Illiberal constitutional courts intentionally undermine the democratic minimum core but only indirectly – they attack the ethos of liberal democratic constitutionalism. They are already more interested in maintaining the illiberal order, in which they believe – mainly because they have already been packed. Illiberal constitutional courts could be detected, beyond their composition, if we also study the procedures, which tend to be abusively initiated or discretionally invented and reinvented, and the content of their decisions whose quality of reasoning starts to become low, and which shows a pattern of serving either one or two masters. We should not be misguided by their initial or occasional pretense of being the defender of fundamental rights or engaging in a meaningful dialogue with other courts. Instead, we should be alarmed by the first signs of changes, starting with their packing and use of abusive judicial review. Otherwise, the abusiveness of their constitutional review, from the perspective of the ethos of liberal constitutionalism, will become the norm and the standard of the illiberal regime, and we will be facing, most probably unpreventable, the dangers illiberal constitutional courts mean.
Pay attention to the changes concerning the procedure
In Poland, opposition and civil society has started to avoid submitting petitions to the Constitutional Tribunal (CT) because they perceive it as not impartial and independent. However, many petitions come from the parliamentarians having affiliations to PiS – as happened in the abortion case and the one concerning the ombudsman’s mandate.
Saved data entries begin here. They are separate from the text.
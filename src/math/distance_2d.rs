use super::Point2;

/// Returns the minimum distance from `p` to the line segment `a → b`.
#[must_use]
pub fn point_to_segment_dist(p: &Point2, a: &Point2, b: &Point2) -> f64 {
    let dx = b.x - a.x;
    let dy = b.y - a.y;
    let len_sq = dx * dx + dy * dy;

    if len_sq < 1e-20 {
        // Degenerate segment (zero length).
        return ((p.x - a.x).powi(2) + (p.y - a.y).powi(2)).sqrt();
    }

    // Project point onto the infinite line, clamp to [0, 1].
    let t = ((p.x - a.x) * dx + (p.y - a.y) * dy) / len_sq;
    let t = t.clamp(0.0, 1.0);

    let closest_x = a.x + t * dx;
    let closest_y = a.y + t * dy;

    ((p.x - closest_x).powi(2) + (p.y - closest_y).powi(2)).sqrt()
}
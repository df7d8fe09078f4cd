use crate::geometry::Contour;
use crate::math::distance_2d::point_to_segment_dist;
use crate::math::{distance_tolerance, Point2};

/// Classification of a point relative to a single ring.
#[derive(Debug, Clone, Copy, PartialEq, Eq)]
pub enum RingLocation {
    Inside,
    Outside,
    OnBoundary,
}

/// Classifies a point against one ring by crossing parity.
///
/// Boundary coincidence is checked first: a point within tolerance of any
/// edge reports `OnBoundary`. Otherwise a horizontal ray to the right is cast
/// and edge crossings are counted with a half-open rule on the edge's y span,
/// so a vertex lying exactly on the ray is never counted twice.
///
/// Degenerate rings (fewer than 3 distinct vertices) contain nothing.
#[must_use]
pub fn locate_in_ring(point: &Point2, contour: &Contour) -> RingLocation {
    let ring = contour.ring();
    let n = ring.len();
    if n < 3 {
        return RingLocation::Outside;
    }

    let tol = distance_tolerance(point);
    for i in 0..n {
        let a = &ring[i];
        let b = &ring[(i + 1) % n];
        if point_to_segment_dist(point, a, b) <= tol {
            return RingLocation::OnBoundary;
        }
    }

    let mut inside = false;
    for i in 0..n {
        let a = &ring[i];
        let b = &ring[(i + 1) % n];
        if (a.y > point.y) != (b.y > point.y) {
            let t = (point.y - a.y) / (b.y - a.y);
            let x = a.x + t * (b.x - a.x);
            if x > point.x {
                inside = !inside;
            }
        }
    }

    if inside {
        RingLocation::Inside
    } else {
        RingLocation::Outside
    }
}
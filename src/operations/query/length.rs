use crate::geometry::{Geometry, Polygon};
use crate::math::Point2;

/// Total Euclidean edge length of a geometry.
///
/// Ring edges close the loop, so polygon length is the perimeter of every
/// ring including holes. Points have zero length.
#[must_use]
pub fn length(geometry: &Geometry) -> f64 {
    match geometry {
        Geometry::Point(_) => 0.0,
        Geometry::LineString(line) => open_length(&line.points),
        Geometry::MultiLineString(multi) => {
            multi.lines.iter().map(|line| open_length(&line.points)).sum()
        }
        Geometry::Polygon(polygon) => polygon_perimeter(polygon),
        Geometry::MultiPolygon(multi) => multi.polygons.iter().map(polygon_perimeter).sum(),
    }
}

fn open_length(points: &[Point2]) -> f64 {
    points.windows(2).map(|w| (w[1] - w[0]).norm()).sum()
}

fn polygon_perimeter(polygon: &Polygon) -> f64 {
    polygon
        .contours
        .iter()
        .map(|contour| {
            let ring = contour.ring();
            let n = ring.len();
            if n < 2 {
                return 0.0;
            }
            (0..n).map(|i| (ring[(i + 1) % n] - ring[i]).norm()).sum()
        })
        .sum()
}
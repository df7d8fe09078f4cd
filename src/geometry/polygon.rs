use super::contour::Contour;

/// A polygon as an ordered sequence of rings.
///
/// Ring 0 is conventionally the outer boundary; subsequent rings are holes or
/// nested islands. After normalization (see [`crate::operations::orient`])
/// winding alternates with nesting parity: rings at even nesting depth run
/// counter-clockwise, rings at odd depth clockwise. Nesting depth is computed
/// on demand; no ring hierarchy is persisted.
#[derive(Debug, Clone, Default, PartialEq)]
pub struct Polygon {
    pub contours: Vec<Contour>,
}

impl Polygon {
    /// Creates a polygon from its rings.
    #[must_use]
    pub fn new(contours: Vec<Contour>) -> Self {
        Self { contours }
    }

    /// Creates a polygon with a single outer ring.
    #[must_use]
    pub fn from_ring(contour: Contour) -> Self {
        Self {
            contours: vec![contour],
        }
    }

    /// True when no ring carries area.
    #[must_use]
    pub fn is_empty(&self) -> bool {
        self.contours.iter().all(Contour::is_degenerate)
    }
}

/// An ordered sequence of independent polygons.
///
/// Metrics assume sibling polygons do not overlap.
#[derive(Debug, Clone, Default, PartialEq)]
pub struct MultiPolygon {
    pub polygons: Vec<Polygon>,
}

impl MultiPolygon {
    /// Creates a multi-polygon from member polygons.
    #[must_use]
    pub fn new(polygons: Vec<Polygon>) -> Self {
        Self { polygons }
    }
}
#![cfg_attr(feature = "fail-on-warnings", deny(warnings))]
#![warn(clippy::all, clippy::pedantic, clippy::nursery, clippy::cargo)]
#![allow(clippy::multiple_crate_versions, clippy::cargo_common_metadata)]

//! Location record types and demographic taxonomies.
//!
//! This crate defines the canonical shape of a city-level demographic
//! record and the closed vocabularies (countries, community tags, point of
//! interest categories) shared by the dataset, the query engine, the
//! feature encoder, and the view layer.

use serde::{Deserialize, Serialize};
use strum_macros::{AsRefStr, Display, EnumString};

/// Country a location belongs to.
#[derive(
    Debug,
    Clone,
    Copy,
    PartialEq,
    Eq,
    PartialOrd,
    Ord,
    Hash,
    Serialize,
    Deserialize,
    Display,
    EnumString,
    AsRefStr,
)]
#[serde(rename_all = "UPPERCASE")]
#[strum(serialize_all = "UPPERCASE", ascii_case_insensitive)]
pub enum Country {
    /// United States
    Us,
    /// Canada
    Ca,
}

impl Country {
    /// Returns the name shown next to a state or province (e.g. "USA").
    #[must_use]
    pub const fn display_name(self) -> &'static str {
        match self {
            Self::Us => "USA",
            Self::Ca => "Canada",
        }
    }

    /// Returns the label used for the region group of this country.
    #[must_use]
    pub const fn region_label(self) -> &'static str {
        match self {
            Self::Us => "US States",
            Self::Ca => "Canadian Provinces",
        }
    }

    /// Returns all variants of this enum.
    #[must_use]
    pub const fn all() -> &'static [Self] {
        &[Self::Us, Self::Ca]
    }
}

/// Linguistic/regional community tag attached to a location.
#[derive(
    Debug,
    Clone,
    Copy,
    PartialEq,
    Eq,
    PartialOrd,
    Ord,
    Hash,
    Serialize,
    Deserialize,
    Display,
    EnumString,
    AsRefStr,
)]
#[strum(ascii_case_insensitive)]
pub enum Community {
    /// Punjabi
    Punjabi,
    /// Gujarati
    Gujarati,
    /// Tamil
    Tamil,
    /// Telugu
    Telugu,
    /// Bengali
    Bengali,
    /// Marathi
    Marathi,
    /// Kannada
    Kannada,
    /// Malayalam
    Malayalam,
    /// Hindi-speaking
    #[serde(rename = "Hindi-speaking")]
    #[strum(serialize = "Hindi-speaking")]
    HindiSpeaking,
    /// Mixed / no dominant community
    Mixed,
}

impl Community {
    /// Returns all variants of this enum, in sidebar order.
    #[must_use]
    pub const fn all() -> &'static [Self] {
        &[
            Self::Punjabi,
            Self::Gujarati,
            Self::Tamil,
            Self::Telugu,
            Self::Bengali,
            Self::Marathi,
            Self::Kannada,
            Self::Malayalam,
            Self::HindiSpeaking,
            Self::Mixed,
        ]
    }
}

/// Category of a point of interest.
#[derive(
    Debug,
    Clone,
    Copy,
    PartialEq,
    Eq,
    PartialOrd,
    Ord,
    Hash,
    Serialize,
    Deserialize,
    Display,
    EnumString,
    AsRefStr,
)]
#[serde(rename_all = "kebab-case")]
#[strum(serialize_all = "kebab-case", ascii_case_insensitive)]
pub enum PoiCategory {
    /// Temples and gurdwaras
    Temple,
    /// Grocery stores
    Grocery,
    /// Restaurants
    Restaurant,
    /// Cultural centers
    CulturalCenter,
    /// Community organizations
    CommunityOrg,
}

impl PoiCategory {
    /// Returns the filter label for this category.
    #[must_use]
    pub const fn label(self) -> &'static str {
        match self {
            Self::Temple => "Hindu Temples",
            Self::Grocery => "Indian Grocery",
            Self::Restaurant => "Indian Restaurants",
            Self::CulturalCenter => "Cultural Centers",
            Self::CommunityOrg => "Community Orgs",
        }
    }

    /// Returns the pictogram shown next to this category.
    #[must_use]
    pub const fn icon(self) -> &'static str {
        match self {
            Self::Temple => "🛕",
            Self::Grocery => "🛒",
            Self::Restaurant => "🍛",
            Self::CulturalCenter => "🎭",
            Self::CommunityOrg => "👥",
        }
    }

    /// Returns all variants of this enum.
    #[must_use]
    pub const fn all() -> &'static [Self] {
        &[
            Self::Temple,
            Self::Grocery,
            Self::Restaurant,
            Self::CulturalCenter,
            Self::CommunityOrg,
        ]
    }
}

/// A tally of points of interest of one category in a location.
#[derive(Debug, Clone, PartialEq, Eq, Serialize, Deserialize)]
#[serde(rename_all = "camelCase")]
pub struct PointOfInterest {
    /// Display name (e.g. "Temples", "Gurdwaras").
    pub name: String,
    /// Category of the points of interest.
    #[serde(rename = "type")]
    pub category: PoiCategory,
    /// Number of points of interest.
    pub count: u32,
}

/// A city-level demographic entry.
#[derive(Debug, Clone, PartialEq, Serialize, Deserialize)]
#[serde(rename_all = "camelCase")]
pub struct LocationRecord {
    /// Unique identifier (e.g. `"us-sanjose"`).
    pub id: String,
    /// City name.
    pub city: String,
    /// Full state or province name.
    pub state: String,
    /// Country.
    pub country: Country,
    /// Latitude (WGS84).
    pub latitude: f64,
    /// Longitude (WGS84).
    pub longitude: f64,
    /// Residents of Indian origin.
    pub indian_population: u64,
    /// Total residents.
    pub total_population: u64,
    /// Major communities, without duplicates.
    #[serde(default)]
    pub communities: Vec<Community>,
    /// Points of interest tallies.
    #[serde(default)]
    pub points_of_interest: Vec<PointOfInterest>,
}

impl LocationRecord {
    /// Share of the total population that is of Indian origin, in percent.
    ///
    /// Always derived from the two population fields. Returns `0.0` when
    /// the total population is zero.
    #[must_use]
    #[allow(clippy::cast_precision_loss)]
    pub fn percent_indian(&self) -> f64 {
        if self.total_population == 0 {
            return 0.0;
        }
        self.indian_population as f64 / self.total_population as f64 * 100.0
    }

    /// Sum of all point of interest counts in this location.
    #[must_use]
    pub fn total_points_of_interest(&self) -> u64 {
        self.points_of_interest
            .iter()
            .map(|poi| u64::from(poi.count))
            .sum()
    }

    /// Whether this location is tagged with any of the given communities.
    #[must_use]
    pub fn has_any_community<'a>(&self, communities: impl IntoIterator<Item = &'a Community>) -> bool {
        communities
            .into_iter()
            .any(|community| self.communities.contains(community))
    }
}
#![cfg_attr(feature = "fail-on-warnings", deny(warnings))]
#![warn(clippy::all, clippy::pedantic, clippy::nursery, clippy::cargo)]
#![allow(clippy::multiple_crate_versions, clippy::cargo_common_metadata)]

//! The in-memory demographic dataset.
//!
//! The default dataset is a JSON file baked into the binary at compile time
//! via [`include_str!`] and parsed once into a process-wide, read-only
//! [`Dataset`]. Every load, embedded or from disk, goes through the same
//! validation so that population and coordinate invariants hold for the
//! whole session.

pub mod dataset;

use std::path::Path;
use std::sync::LazyLock;

pub use dataset::Dataset;
use diaspora_map_demographics_models::Community;
use thiserror::Error;

/// Dataset JSON embedded at compile time.
const EMBEDDED_JSON: &str = include_str!("../data/locations.json");

static EMBEDDED: LazyLock<Dataset> = LazyLock::new(|| {
    Dataset::from_json(EMBEDDED_JSON)
        .unwrap_or_else(|e| panic!("Embedded locations.json is invalid: {e}"))
});

/// Errors that can occur while loading a dataset.
#[derive(Debug, Error)]
pub enum DatasetError {
    /// Reading a dataset file failed.
    #[error("IO error: {0}")]
    Io(#[from] std::io::Error),

    /// The dataset is not valid JSON for a list of records.
    #[error("JSON error: {0}")]
    Json(#[from] serde_json::Error),

    /// Two records share the same identifier.
    #[error("Duplicate record id '{id}'")]
    DuplicateId {
        /// The repeated identifier.
        id: String,
    },

    /// A required text field is empty.
    #[error("Record '{id}' has an empty {field}")]
    EmptyField {
        /// Identifier of the offending record.
        id: String,
        /// Name of the empty field.
        field: &'static str,
    },

    /// The Indian population is larger than the total population.
    #[error("Record '{id}' has indianPopulation {indian} > totalPopulation {total}")]
    PopulationExceedsTotal {
        /// Identifier of the offending record.
        id: String,
        /// Stated Indian population.
        indian: u64,
        /// Stated total population.
        total: u64,
    },

    /// Latitude or longitude is outside the WGS84 range.
    #[error("Record '{id}' has invalid coordinates ({latitude}, {longitude})")]
    InvalidCoordinates {
        /// Identifier of the offending record.
        id: String,
        /// Stated latitude.
        latitude: f64,
        /// Stated longitude.
        longitude: f64,
    },

    /// A community tag appears more than once in a record.
    #[error("Record '{id}' lists community {community} more than once")]
    DuplicateCommunity {
        /// Identifier of the offending record.
        id: String,
        /// The repeated community.
        community: Community,
    },
}

/// Returns the dataset embedded in the binary.
///
/// Parsed and validated on first access, then shared for the rest of the
/// process.
///
/// # Panics
///
/// Panics if the embedded JSON is malformed or fails validation. The
/// embedded file is checked by this crate's tests.
#[must_use]
pub fn embedded() -> &'static Dataset {
    &EMBEDDED
}

/// Loads a dataset from a JSON file on disk.
///
/// # Errors
///
/// Returns a [`DatasetError`] if the file cannot be read, is not valid
/// JSON, or fails validation.
pub fn load_from_path(path: &Path) -> Result<Dataset, DatasetError> {
    log::info!("Loading dataset from {}", path.display());
    let json = std::fs::read_to_string(path)?;
    Dataset::from_json(&json)
}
The Hungarian Constitutional Court (CC) rather comes up with “new ways” of proceeding with a case. In 2018, it started to suspend politically sensitive cases, such as that of the Central European University and Act on foreign-funded NGOs, claiming that it must wait until the case is decided before the CJEU. It argues that it wants to improve its procedure and create a better dialogue with the CJEU. However, it was not its position earlier in, e.g., the cases of the retirement of judges (2012) – when the need for dialogue also existed. Moreover, the CC did not suspend its procedure but upheld the constitutionality of the Stop Soros law, even though it was before the CJEU at that time.
Pay attention to the changes concerning the content of the judgments – informal constitutional changes by interpretation
The CT fosters illiberal informal constitutional changes through interpretation. Think about the judiciary reform and the relationship between the EU and Poland. On 14 July 2021, the CT refashioned the previous constitutional dynamic between the EU law and domestic law: it ruled that an interim measure of the CJEU was contrary to the Constitution 1997. After 2015, the CT has not only legitimized abusive informal constitutional amendments of the legislative and executive power, but proactively prepared a legal environment for reforms, thus worked jointly with PiS to stabilize their new regime.
The Hungarian government has a constitutional majority in the parliament; it does not need to informally change the constitution when they can do it formally. One informal constitutional amendment happened, though, when Fidesz lost the constitutional majority for a short time. The CC helped them out by inventing the term constitutional identity, which could be used against EU actions, such as the then actual concern about the “migrant quotas”, and can be further abused against, e.g., the LGBTQI community.
Pay attention to the possible pretenses
A constitutional court serves two masters when it keeps the appearance of being a constitutional court respecting individual rights and commitments stemming from the EU and international human rights obligations, but, at the same time, it delivers deferential decisions that never annul laws deemed dear to the government. A tool for that is setting constitutional requirements, which is, in the majority of the cases, meaningless.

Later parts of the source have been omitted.